Oxidative Stress in Experimental Models of Acute Lung Injury

Overproduction of oxidants within the lung leads to acute lung injury (ALI) which may progress to irreversible lung fibrosis. The sources of oxidants may be (1) intrinsic, that is, derived from phagocytic macrophages and neutrophils and endothelial and alveolar epithelial cells, or (2) extrinsic, that is, caused by inhaled pollutants or high concentrations of oxygen. The complex antioxidant system of the body includes reduction–oxidation enzymatic systems, nonenzymatic scavengers, and dietary components which balance the concentrations of both antioxidant and oxidant substances with dominance of a reducing state. However, decreasing levels of antioxidants and/or increasing levels of oxidants disturb the stability of the antioxidant–oxidant system and lead to oxidative lung injury.

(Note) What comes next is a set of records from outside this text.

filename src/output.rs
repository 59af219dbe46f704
//! Plain console presentation: a spinner while commits are pulled, then a
//! coloured report.

use std::fmt::Write as _;
use std::time::Duration;

use colored::Colorize;
use indicatif::{ProgressBar, ProgressStyle};

use crate::service::{DayBucket, VelocityReport};

pub fn banner() -> String {
    format!("{}", "Git Velocity".yellow().bold())
}

/// Spinner shown while a long-running step is in progress
pub fn spinner(message: &str) -> ProgressBar {
    let pb = ProgressBar::new_spinner();
    if let Ok(style) = ProgressStyle::default_spinner().template("{spinner:.green} {msg}") {
        pb.set_style(style);
    }
    pb.set_message(message.to_string());
    pb.enable_steady_tick(Duration::from_millis(80));
    pb
}

fn format_change(report: &VelocityReport) -> String {
    match report.change_percent() {
        None => "n/a (no commits in the previous period)".dimmed().to_string(),
        Some(change) if change >= 0.0 => format!("+{:.1}%", change).green().to_string(),
        Some(change) => format!("{:.1}%", change).red().to_string(),
    }
}

fn format_difference(report: &VelocityReport) -> String {
    match report.difference() {
        d if d > 0 => format!("+{}", d).green().to_string(),
        d => d.to_string().red().to_string(),
    }
}

fn format_buckets(buckets: &[DayBucket]) -> String {
    buckets
        .iter()
        .map(|b| format!("{:>4}", b.count))
        .collect::<Vec<_>>()
        .join("")
}

/// Render the report as text; colour codes are included unless disabled globally
pub fn render_report(report: &VelocityReport) -> String {
    let mut out = String::new();
    let period = report.format.period_name();

    let _ = writeln!(
        out,
        "Your {} commit velocity is...",
        report.format.adjective()
    );
    let _ = writeln!(out);
    let _ = writeln!(
        out,
        "  {:<18}{}",
        format!("Current {}:", period),
        report.current.to_string().green().bold()
    );
    let _ = writeln!(
        out,
        "  {:<18}{}",
        format!("Previous {}:", period),
        report.previous.to_string().yellow()
    );
    let _ = writeln!(out, "  {:<18}{}", "Difference:", format_difference(report));
    let _ = writeln!(out, "  {:<18}{}", "Change:", format_change(report));
    let _ = writeln!(out);

    let labels: String = report
        .current_buckets
        .iter()
        .map(|b| format!("{:>4}", b.label))
        .collect();
    let _ = writeln!(out, "  {:<10}{}", "", labels.dimmed());
    let _ = writeln!(
        out,
        "  {:<10}{}",
        "current",
        format_buckets(&report.current_buckets).green()
    );
    let _ = writeln!(
        out,
        "  {:<10}{}",
        "previous",
        format_buckets(&report.previous_buckets).yellow()
    );

    out
}
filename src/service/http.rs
use std::collections::HashMap;
use std::future::Future;
#[cfg(test)]
use std::sync::{Arc, Mutex};

use reqwest::header::{ACCEPT, USER_AGENT};
use reqwest::{Client, StatusCode};
use tracing::debug;

use crate::config::ServiceConfig;
use crate::error::FetchResult;
use crate::model::Credentials;

use super::traits::HttpTransport;

/// Per-request settings shared by every page of one retrieval
#[derive(Debug, Clone)]
pub struct RequestConfig {
    /// Sent as HTTP Basic authentication
    pub credentials: Credentials,
    /// Providers ask for a user agent identifying the caller; the repository owner is used
    pub user_agent: String,
}

impl RequestConfig {
    pub fn new(credentials: Credentials, owner: impl Into<String>) -> Self {
        Self {
            credentials,
            user_agent: owner.into(),
        }
    }
}

/// A fully buffered HTTP response
#[derive(Debug, Clone)]
pub struct HttpResponse {
    pub status: u16,
    pub status_text: String,
    /// Header names are stored lowercased
    headers: HashMap<String, String>,
    pub body: String,
}

impl HttpResponse {
    pub fn new(status: u16, body: impl Into<String>) -> Self {
        let status_text = StatusCode::from_u16(status)
            .ok()
            .and_then(|s| s.canonical_reason())
            .unwrap_or("Unknown")
            .to_string();

        Self {
            status,
            status_text,
            headers: HashMap::new(),
            body: body.into(),
        }
    }

    /// A 200 response with the given body
    pub fn ok(body: impl Into<String>) -> Self {
        Self::new(200, body)
    }

    /// Add a header value; repeated headers are joined with `", "` as in RFC 9110
    pub fn with_header(mut self, name: &str, value: impl Into<String>) -> Self {
        let value = value.into();
        self.headers
            .entry(name.to_ascii_lowercase())
            .and_modify(|existing| {
                existing.push_str(", ");
                existing.push_str(&value);
            })
            .or_insert(value);
        self
    }

    pub fn header(&self, name: &str) -> Option<&str> {
        self.headers
            .get(&name.to_ascii_lowercase())
            .map(String::as_str)
    }

    pub fn is_ok(&self) -> bool {
        self.status == StatusCode::OK.as_u16()
    }
}

/// Transport backed by a shared `reqwest` client
#[derive(Debug, Clone)]
pub struct ReqwestTransport {
    client: Client,
}

impl ReqwestTransport {
    pub fn new(config: &ServiceConfig) -> FetchResult<Self> {
        let client = Client::builder()
            .timeout(config.timeouts.http_request)
            .build()?;

        Ok(Self { client })
    }
}

impl HttpTransport for ReqwestTransport {
    fn get(
        &self,
        url: &str,
        request: &RequestConfig,
    ) -> impl Future<Output = FetchResult<HttpResponse>> + Send {
        let builder = self
            .client
            .get(url)
            .basic_auth(
                &request.credentials.username,
                Some(&request.credentials.password),
            )
            .header(USER_AGENT, &request.user_agent)
            .header(ACCEPT, "application/json");
        let url = url.to_string();

        async move {
            debug!(url = %url, "GET");
            let resp = builder.send().await?;

            let status = resp.status();
            let mut response = HttpResponse::new(status.as_u16(), "");
            for (name, value) in resp.headers() {
                if let Ok(value) = value.to_str() {
                    response = response.with_header(name.as_str(), value);
                }
            }
            response.body = resp.text().await?;

            debug!(url = %url, status = status.as_u16(), bytes = response.body.len(), "Response");
            Ok(response)
        }
    }
}

/// In-memory transport that answers from a fixed URL-to-response table.
///
/// Unknown URLs answer 404. Every request is recorded in call order.
#[cfg(test)]
#[derive(Debug, Clone, Default)]
pub(crate) struct ScriptedTransport {
    responses: Arc<Mutex<HashMap<String, HttpResponse>>>,
    requests: Arc<Mutex<Vec<(String, RequestConfig)>>>,
}

#[cfg(test)]
impl ScriptedTransport {
    pub(crate) fn new() -> Self {
        Self::default()
    }

    pub(crate) fn with_response(self, url: impl Into<String>, response: HttpResponse) -> Self {
        self.responses
            .lock()
            .unwrap()
            .insert(url.into(), response);
        self
    }

    pub(crate) fn with_json(self, url: impl Into<String>, body: &serde_json::Value) -> Self {
        self.with_response(url, HttpResponse::ok(body.to_string()))
    }

    /// URLs requested so far, in order
    pub(crate) fn calls(&self) -> Vec<String> {
        self.requests
            .lock()
            .unwrap()
            .iter()
            .map(|(url, _)| url.clone())
            .collect()
    }

    pub(crate) fn requests(&self) -> Vec<(String, RequestConfig)> {
        self.requests.lock().unwrap().clone()
    }
}

#[cfg(test)]
impl HttpTransport for ScriptedTransport {
    fn get(
        &self,
        url: &str,
        request: &RequestConfig,
    ) -> impl Future<Output = FetchResult<HttpResponse>> + Send {
        self.requests
            .lock()
            .unwrap()
            .push((url.to_string(), request.clone()));

        let response = self
            .responses
            .lock()
            .unwrap()
            .get(url)
            .cloned()
            .unwrap_or_else(|| HttpResponse::new(404, ""));

        async move { Ok(response) }
    }
}
//! Application state types

use ratatui::widgets::ListState;

use crate::cli::Inputs;
use crate::error::FetchError;
use crate::model::Commit;
use crate::service::VelocityReport;

/// Application state machine
#[derive(Debug)]
pub enum AppState {
    /// Pulling commits
    Loading,
    /// Retrieval failed
    Error(String),
    /// Showing the velocity dashboard
    Dashboard(DashboardState),
    Quitting,
}

impl AppState {
    /// Get the kind of state for pattern matching without borrowing
    pub fn kind(&self) -> StateKind {
        match self {
            AppState::Loading => StateKind::Loading,
            AppState::Error(_) => StateKind::Error,
            AppState::Dashboard(_) => StateKind::Dashboard,
            AppState::Quitting => StateKind::Quitting,
        }
    }
}

#[derive(Debug, Clone, Copy, PartialEq, Eq)]
pub enum StateKind {
    Loading,
    Error,
    Dashboard,
    Quitting,
}

/// State for the dashboard view
#[derive(Debug)]
pub struct DashboardState {
    pub inputs: Inputs,
    pub report: VelocityReport,
    /// Selection in the commit log
    pub log_state: ListState,
}

impl DashboardState {
    pub fn new(inputs: Inputs, report: VelocityReport) -> Self {
        let mut log_state = ListState::default();
        if !report.commits.is_empty() {
            log_state.select(Some(0));
        }
        Self {
            inputs,
            report,
            log_state,
        }
    }

    pub fn commit_count(&self) -> usize {
        self.report.commits.len()
    }

    pub fn scroll_down(&mut self) {
        let cursor = self.log_state.selected().unwrap_or(0);
        if cursor < self.commit_count().saturating_sub(1) {
            self.log_state.select(Some(cursor + 1));
        }
    }

    pub fn scroll_up(&mut self) {
        let cursor = self.log_state.selected().unwrap_or(0);
        if cursor > 0 {
            self.log_state.select(Some(cursor - 1));
        }
    }

    pub fn scroll_to_top(&mut self) {
        if self.commit_count() > 0 {
            self.log_state.select(Some(0));
        }
    }

    pub fn scroll_to_bottom(&mut self) {
        if self.commit_count() > 0 {
            self.log_state.select(Some(self.commit_count() - 1));
        }
    }

    /// Commit under the cursor
    pub fn selected_commit(&self) -> Option<&Commit> {
        self.log_state
            .selected()
            .and_then(|i| self.report.commits.get(i))
    }
}

/// Messages from background tasks
#[derive(Debug)]
pub enum TaskResult {
    CommitsLoaded(Result<Vec<Commit>, FetchError>),
}
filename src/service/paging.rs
use serde::de::DeserializeOwned;
use tracing::debug;

use crate::error::{FetchError, FetchResult};

use super::http::{HttpResponse, RequestConfig};
use super::traits::HttpTransport;

/// One retrieved page: its items in provider order and the URL of the next page
#[derive(Debug, Clone, PartialEq)]
pub struct Page<T> {
    pub items: Vec<T>,
    pub next: Option<String>,
}

impl<T> Page<T> {
    pub fn new(items: Vec<T>, next: Option<String>) -> Self {
        Self { items, next }
    }
}

/// Fetch `initial_url` and every page after it.
///
/// Each body is decoded as `B` and split by `extract_page` into items and a
/// continuation URL. Paging ends when no continuation is left, or right after
/// a page for which `should_stop` returns true. Any status other than 200
/// fails the whole call.
pub async fn fetch_all_pages<H, B, T, F>(
    http: &H,
    initial_url: &str,
    request: &RequestConfig,
    extract_page: F,
    should_stop: Option<&(dyn Fn(&[T]) -> bool + Sync)>,
) -> FetchResult<Vec<Page<T>>>
where
    H: HttpTransport,
    B: DeserializeOwned,
    T: Send,
    F: Fn(&HttpResponse, B) -> Page<T> + Send,
{
    let mut pages = Vec::new();
    let mut url = initial_url.to_string();

    loop {
        let response = http.get(&url, request).await?;

        if !response.is_ok() {
            debug!(url = %url, status = response.status, "Page request failed");
            return Err(FetchError::RequestFailed {
                status: response.status,
                status_text: response.status_text,
            });
        }

        let body: B = serde_json::from_str(&response.body)?;
        let page = extract_page(&response, body);
        let stop = should_stop.is_some_and(|f| f(&page.items));

        debug!(
            url = %url,
            page = pages.len() + 1,
            count = page.items.len(),
            has_next = page.next.is_some(),
            stop,
            "Fetched page"
        );

        let next = if stop { None } else { page.next.clone() };
        pages.push(page);

        match next {
            Some(next_url) => url = next_url,
            None => break,
        }
    }

    Ok(pages)
}
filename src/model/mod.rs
mod commit;
mod provider;

pub use commit::{Commit, Credentials, TakeWhile};
pub use provider::Provider;
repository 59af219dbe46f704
use chrono::{DateTime, Utc};
use serde::{Deserialize, Serialize};

/// A commit normalized from any provider's API shape
#[derive(Debug, Clone, PartialEq, Eq)]
pub struct Commit {
    pub id: String,
    pub author: String,
    pub message: String,
    pub date: DateTime<Utc>,
}

impl Commit {
    /// Get the short id (first 7 characters)
    pub fn short_id(&self) -> &str {
        let end = self
            .id
            .char_indices()
            .nth(7)
            .map(|(idx, _)| idx)
            .unwrap_or(self.id.len());
        &self.id[..end]
    }

    /// First line of the commit message
    pub fn summary(&self) -> &str {
        self.message.lines().next().unwrap_or("")
    }
}

/// Predicate over normalized commits used to stop paging early
pub type TakeWhile = dyn Fn(&Commit) -> bool + Send + Sync;

/// Username/password pair used for HTTP Basic authentication
#[derive(Clone, PartialEq, Eq, Serialize, Deserialize)]
pub struct Credentials {
    pub username: String,
    pub password: String,
}

impl Credentials {
    pub fn new(username: impl Into<String>, password: impl Into<String>) -> Self {
        Self {
            username: username.into(),
            password: password.into(),
        }
    }
}

impl std::fmt::Debug for Credentials {
    fn fmt(&self, f: &mut std::fmt::Formatter<'_>) -> std::fmt::Result {
        f.debug_struct("Credentials")
            .field("username", &self.username)
            .field("password", &"<redacted>")
            .finish()
    }
}
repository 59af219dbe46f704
pub mod render;
pub mod theme;
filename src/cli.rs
//! Command-line arguments and interactive prompts.
//!
//! Every value the run needs can come from a flag; whatever is missing is
//! asked for interactively, with defaults taken from the local checkout.

use std::path::Path;

use clap::{Parser, ValueEnum};
use dialoguer::{theme::ColorfulTheme, Input, Password, Select};
use tracing::debug;

use crate::error::{AppError, AppResult};
use crate::model::Provider;
use crate::service::remote::{self, RemoteInfo};
use crate::service::{CommitClient, CredentialStore, HttpTransport, VelocityFormat};

/// Commit velocity for GitHub and BitBucket repositories
#[derive(Parser, Debug, Default)]
#[command(name = "git-velocity", version, about, long_about = None)]
pub struct Args {
    /// Hosting provider: github or bitbucket
    #[arg(long)]
    pub provider: Option<String>,

    /// Slugged repository name
    #[arg(short, long)]
    pub repository: Option<String>,

    /// Repository owner (user or organisation)
    #[arg(short, long)]
    pub owner: Option<String>,

    /// Velocity period: week, month or year
    #[arg(short, long)]
    pub format: Option<String>,

    /// How to present the result
    #[arg(long, value_enum, default_value_t = OutputMode::Plain)]
    pub output: OutputMode,

    /// Fail instead of prompting for missing values
    #[arg(long)]
    pub no_prompt: bool,
}

#[derive(Debug, Clone, Copy, PartialEq, Eq, Default, ValueEnum)]
pub enum OutputMode {
    /// Coloured console report
    #[default]
    Plain,
    /// Full-screen terminal dashboard
    Dashboard,
}

/// Everything a run needs, after flags and prompts are merged
#[derive(Debug, Clone, PartialEq, Eq)]
pub struct Inputs {
    pub provider: Provider,
    pub repository: String,
    pub owner: String,
    pub format: VelocityFormat,
}

/// Values offered as prompt defaults
#[derive(Debug, Clone, Default, PartialEq, Eq)]
pub struct Defaults {
    pub provider: Option<Provider>,
    pub repository: Option<String>,
    pub owner: Option<String>,
}

impl Defaults {
    /// Defaults for a run started in `dir`: the `origin` remote when there is
    /// one, otherwise just the directory name as the repository.
    pub fn from_dir(dir: &Path) -> Self {
        let dir_name = dir
            .file_name()
            .map(|name| name.to_string_lossy().into_owned());

        match remote::detect(dir) {
            Some(RemoteInfo {
                provider,
                owner,
                repository,
            }) => Self {
                provider,
                repository: Some(repository),
                owner: Some(owner),
            },
            None => Self {
                provider: None,
                repository: dir_name,
                owner: None,
            },
        }
    }
}

/// Source of interactive answers
pub trait Prompter {
    /// Pick one of `items`; returns its index
    fn select(&mut self, prompt: &str, items: &[&str], default: usize) -> AppResult<usize>;

    fn input(
        &mut self,
        prompt: &str,
        default: Option<&str>,
        validate: fn(&str) -> Result<(), String>,
    ) -> AppResult<String>;

    fn password(&mut self, prompt: &str) -> AppResult<String>;
}

/// Prompts on the controlling terminal
#[derive(Default)]
pub struct TerminalPrompter {
    theme: ColorfulTheme,
}

impl TerminalPrompter {
    pub fn new() -> Self {
        Self::default()
    }
}

impl Prompter for TerminalPrompter {
    fn select(&mut self, prompt: &str, items: &[&str], default: usize) -> AppResult<usize> {
        Ok(Select::with_theme(&self.theme)
            .with_prompt(prompt)
            .items(items)
            .default(default)
            .interact()?)
    }

    fn input(
        &mut self,
        prompt: &str,
        default: Option<&str>,
        validate: fn(&str) -> Result<(), String>,
    ) -> AppResult<String> {
        let mut input = Input::<String>::with_theme(&self.theme).with_prompt(prompt);
        if let Some(default) = default {
            input = input.default(default.to_string());
        }
        Ok(input
            .validate_with(|value: &String| validate(value))
            .interact_text()?)
    }

    fn password(&mut self, prompt: &str) -> AppResult<String> {
        Ok(Password::with_theme(&self.theme)
            .with_prompt(prompt)
            .interact()?)
    }
}

/// Characters that would end or split a URL path segment
const RESERVED: &[char] = &['/', '?', '#', '%'];

/// A single URL path segment: non-empty, no whitespace and no `/ ? # %`
pub fn validate_slug(value: &str) -> Result<(), String> {
    if value.is_empty() || value.chars().any(char::is_whitespace) {
        return Err("Please enter a valid slug.".to_string());
    }
    if let Some(c) = value.chars().find(|c| RESERVED.contains(c)) {
        return Err(format!("Please enter a valid slug ('{}' is not allowed).", c));
    }
    Ok(())
}

pub fn validate_present(value: &str) -> Result<(), String> {
    if value.trim().is_empty() {
        return Err("Please enter a value.".to_string());
    }
    Ok(())
}

/// Merge flags, defaults and (unless `no_prompt` is set) interactive answers.
pub fn resolve_inputs(
    args: &Args,
    defaults: &Defaults,
    prompter: &mut dyn Prompter,
) -> AppResult<Inputs> {
    let provider = match &args.provider {
        Some(name) => name.parse::<Provider>()?,
        None if args.no_prompt => defaults.provider.ok_or_else(|| missing("--provider"))?,
        None => {
            let names: Vec<&str> = Provider::ALL.iter().map(|p| p.display_name()).collect();
            let default = defaults
                .provider
                .and_then(|d| Provider::ALL.iter().position(|p| *p == d))
                .unwrap_or(0);
            Provider::ALL[prompter.select("Select repository type", &names, default)?]
        }
    };

    let repository = resolve_text(
        args.repository.as_deref(),
        defaults.repository.as_deref(),
        args.no_prompt,
        "--repository",
        "Enter the slugged name of the repository",
        validate_slug,
        prompter,
    )?;

    let owner = resolve_text(
        args.owner.as_deref(),
        defaults.owner.as_deref(),
        args.no_prompt,
        "--owner",
        "Enter the owner of the repository",
        validate_slug,
        prompter,
    )?;

    let format = match &args.format {
        Some(format) => format.parse::<VelocityFormat>()?,
        None if args.no_prompt => VelocityFormat::default(),
        None => {
            let names: Vec<&str> = VelocityFormat::ALL.iter().map(|f| f.adjective()).collect();
            VelocityFormat::ALL[prompter.select("Velocity calculation format", &names, 0)?]
        }
    };

    let inputs = Inputs {
        provider,
        repository,
        owner,
        format,
    };
    debug!(?inputs, "Resolved inputs");
    Ok(inputs)
}

fn resolve_text(
    flag: Option<&str>,
    default: Option<&str>,
    no_prompt: bool,
    flag_name: &str,
    prompt: &str,
    validate: fn(&str) -> Result<(), String>,
    prompter: &mut dyn Prompter,
) -> AppResult<String> {
    if let Some(value) = flag {
        validate(value).map_err(|e| AppError::Configuration(format!("{}: {}", flag_name, e)))?;
        return Ok(value.to_string());
    }

    if no_prompt {
        let value = default.ok_or_else(|| missing(flag_name))?;
        validate(value).map_err(|e| AppError::Configuration(format!("{}: {}", flag_name, e)))?;
        return Ok(value.to_string());
    }

    prompter.input(prompt, default, validate)
}

fn missing(flag: &str) -> AppError {
    AppError::Configuration(format!("{} is required when prompting is disabled", flag))
}

/// Ask for and store credentials when the provider has none yet.
///
/// Returns `true` when new credentials were stored.
pub fn ensure_credentials<H, S>(
    client: &CommitClient<H, S>,
    no_prompt: bool,
    prompter: &mut dyn Prompter,
) -> AppResult<bool>
where
    H: HttpTransport,
    S: CredentialStore,
{
    if client.is_authorized() {
        return Ok(false);
    }

    let provider = client.provider();
    if no_prompt {
        return Err(AppError::Configuration(format!(
            "No stored {} credentials and prompting is disabled",
            provider
        )));
    }

    let username = prompter.input(
        &format!("Enter {} username", provider),
        None,
        validate_present,
    )?;
    let password = prompter.password(&format!("Enter {} password", provider))?;

    client.authorize(&username, &password)?;
    debug!(provider = %provider, "Stored credentials");
    Ok(true)
}
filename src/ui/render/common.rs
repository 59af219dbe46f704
//! Common rendering utilities

use ratatui::{
    layout::{Alignment, Constraint, Layout, Rect},
    style::Style,
    text::{Line, Span},
    widgets::Paragraph,
    Frame,
};

use crate::ui::theme;

/// Spinner animation frames
const SPINNER_FRAMES: &[&str] = &["⠋", "⠙", "⠹", "⠸", "⠼", "⠴", "⠦", "⠧", "⠇", "⠏"];

/// Get the current spinner frame based on tick count
pub fn get_spinner_frame(tick: u64) -> &'static str {
    SPINNER_FRAMES[(tick as usize / 2) % SPINNER_FRAMES.len()]
}

/// Three-line band in the vertical middle of `area`
fn centered_band(area: Rect) -> Rect {
    Layout::vertical([
        Constraint::Percentage(40),
        Constraint::Length(3),
        Constraint::Percentage(40),
    ])
    .split(area)[1]
}

pub fn render_loading(frame: &mut Frame, message: &str, tick_count: u64) {
    let text = vec![
        Line::from(vec![
            Span::styled(
                get_spinner_frame(tick_count),
                Style::default().fg(theme::ACCENT),
            ),
            Span::styled(format!(" {}", message), Style::default().fg(theme::TEXT)),
        ]),
        Line::from(""),
        Line::from(Span::styled(
            "Press q or Ctrl+C to quit",
            Style::default().fg(theme::TEXT_DIM),
        )),
    ];

    let paragraph = Paragraph::new(text).alignment(Alignment::Center);
    frame.render_widget(paragraph, centered_band(frame.area()));
}

pub fn render_error(frame: &mut Frame, error: &str) {
    let text = vec![
        Line::from(Span::styled(
            format!("Error: {}", error),
            Style::default().fg(theme::ERROR),
        )),
        Line::from(""),
        Line::from(Span::styled(
            "Press any key to exit",
            Style::default().fg(theme::TEXT_DIM),
        )),
    ];

    let paragraph = Paragraph::new(text).alignment(Alignment::Center);
    frame.render_widget(paragraph, centered_band(frame.area()));
}
use ratatui::style::Color;

/// Catppuccin Mocha color palette
mod palette {
    use super::Color;

    pub const MAUVE: Color = Color::Rgb(203, 166, 247);
    pub const RED: Color = Color::Rgb(243, 139, 168);
    pub const PEACH: Color = Color::Rgb(250, 179, 135);
    pub const YELLOW: Color = Color::Rgb(249, 226, 175);
    pub const GREEN: Color = Color::Rgb(166, 227, 161);
    pub const BLUE: Color = Color::Rgb(137, 180, 250);
    pub const LAVENDER: Color = Color::Rgb(180, 190, 254);

    pub const TEXT: Color = Color::Rgb(205, 214, 244);
    pub const SUBTEXT0: Color = Color::Rgb(166, 173, 200);
    pub const OVERLAY1: Color = Color::Rgb(127, 132, 156);
    pub const SURFACE1: Color = Color::Rgb(69, 71, 90);
    pub const SURFACE0: Color = Color::Rgb(49, 50, 68);
}

pub const BG_HIGHLIGHT: Color = palette::SURFACE0;

pub const TEXT: Color = palette::TEXT;
pub const TEXT_MUTED: Color = palette::SUBTEXT0;
pub const TEXT_DIM: Color = palette::OVERLAY1;

pub const BORDER: Color = palette::SURFACE1;

pub const ERROR: Color = palette::RED;
pub const ACCENT: Color = palette::MAUVE;
pub const KEY_HINT: Color = palette::LAVENDER;

/// Commit log
pub const AUTHOR: Color = palette::BLUE;
pub const SHA: Color = palette::PEACH;

/// Chart series
pub const CURRENT: Color = palette::GREEN;
pub const PREVIOUS: Color = palette::YELLOW;
//! Snapshot merge: reconciles a plain key/value tree back into a scope.

use crate::builder::Builder;
use crate::config::EmptyValuePolicy;
use crate::error::{BuildError, BuildResult};
use crate::resolver::{FieldResolver, ResolvedField};
use protoform_model::{MessageType, Value};
use tracing::{debug, trace};

impl Builder<'_> {
    /// Merges a snapshot object into the current scope.
    ///
    /// For each key:
    /// - `null` and empty values (`""`, `[]`, `{}`) are skipped before the key
    ///   is looked up, unless the config rejects empty values
    /// - nested messages count against `max_depth` one level per message,
    ///   the same as callback scopes
    /// - map fields take a mapping of entries
    /// - repeated fields take a sequence that replaces their contents; message
    ///   elements are built from mappings
    /// - singular message fields take a mapping that constructs a new child
    /// - scalar fields are assigned
    ///
    /// Keys are applied in order; a failing key leaves earlier keys applied.
    pub fn merge_snapshot(&mut self, snapshot: &serde_json::Value) -> BuildResult<()> {
        let members = snapshot
            .as_object()
            .ok_or_else(|| BuildError::MergeTypeMismatch {
                target: self.message.type_name().to_string(),
                expected: "mapping",
                found: json_kind(snapshot),
            })?;

        for (key, raw) in members {
            if raw.is_null() {
                trace!("merge: skipping null {}", key);
                continue;
            }
            let value = Value::from_json(raw)?;
            if value.is_empty() {
                match self.config.empty_values {
                    EmptyValuePolicy::Skip => {
                        trace!("merge: skipping empty {}", key);
                        continue;
                    }
                    EmptyValuePolicy::Reject => {
                        return Err(BuildError::EmptyValue { field: key.clone() });
                    }
                }
            }
            let field = FieldResolver::resolve(self.message, key)?;
            if self.depth + message_depth(&field, &value) > self.config.max_depth {
                return Err(BuildError::DepthExceeded {
                    max_depth: self.config.max_depth,
                });
            }
            debug!("merge {} <- {}", field.qualified_name(), value.kind_name());
            self.merge_field(&field, value)?;
        }
        Ok(())
    }

    fn merge_field(&mut self, field: &ResolvedField, value: Value) -> BuildResult<()> {
        let found = value.kind_name();
        let mismatch = |expected| BuildError::MergeTypeMismatch {
            target: field.qualified_name(),
            expected,
            found,
        };

        if field.is_map() {
            if !matches!(value, Value::Mapping(_)) {
                return Err(mismatch("mapping"));
            }
        } else if field.is_repeated() {
            if !matches!(value, Value::Sequence(_)) {
                return Err(mismatch("sequence"));
            }
        } else if field.is_message() && !matches!(value, Value::Mapping(_) | Value::Message(_)) {
            return Err(mismatch("mapping"));
        }
        self.assign(field, value)
    }
}

/// Message nesting a value creates when written to `field`, counted in
/// builder scopes: one per nested message, however it is wrapped in
/// sequences or mappings.
fn message_depth(field: &ResolvedField, value: &Value) -> usize {
    let Some(ty) = field.nested_type() else {
        return 0;
    };
    let children: Vec<&Value> = match value {
        Value::Sequence(items) if field.is_repeated() && !field.is_map() => items.iter().collect(),
        Value::Mapping(entries) if field.is_map() => entries.values().collect(),
        other => vec![other],
    };
    children
        .into_iter()
        .map(|child| 1 + payload_depth(ty, child))
        .max()
        .unwrap_or(0)
}

/// Deepest message nesting inside a constructor payload for `ty`. Keys the
/// type does not declare count as 0; the write reports them.
fn payload_depth(ty: &MessageType, payload: &Value) -> usize {
    let Value::Mapping(entries) = payload else {
        return 0;
    };
    entries
        .iter()
        .filter_map(|(key, value)| {
            FieldResolver::resolve_on(ty, key)
                .ok()
                .map(|field| message_depth(&field, value))
        })
        .max()
        .unwrap_or(0)
}

fn json_kind(json: &serde_json::Value) -> &'static str {
    match json {
        serde_json::Value::Null => "null",
        serde_json::Value::Bool(_) => "bool",
        serde_json::Value::Number(_) => "number",
        serde_json::Value::String(_) => "string",
        serde_json::Value::Array(_) => "sequence",
        serde_json::Value::Object(_) => "mapping",
    }
}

Several groups of therapeutic agents, including N-acetylcysteine, flavonoids, corticosteroids, phosphodiesterase inhibitors, etc., appeared to be beneficial in the treatment of various forms of experimentally induced ALI where they significantly reduced the oxidative damage. This chapter reviews the pathophysiology and mechanisms of ALI with respect to oxidative and inflammatory changes and critically evaluates perspectives of promising treatments to prevent or to minimize the oxidative changes in experimental models of ALI reflecting possibilities of their use also in the treatment of patients with acutely damaged lung.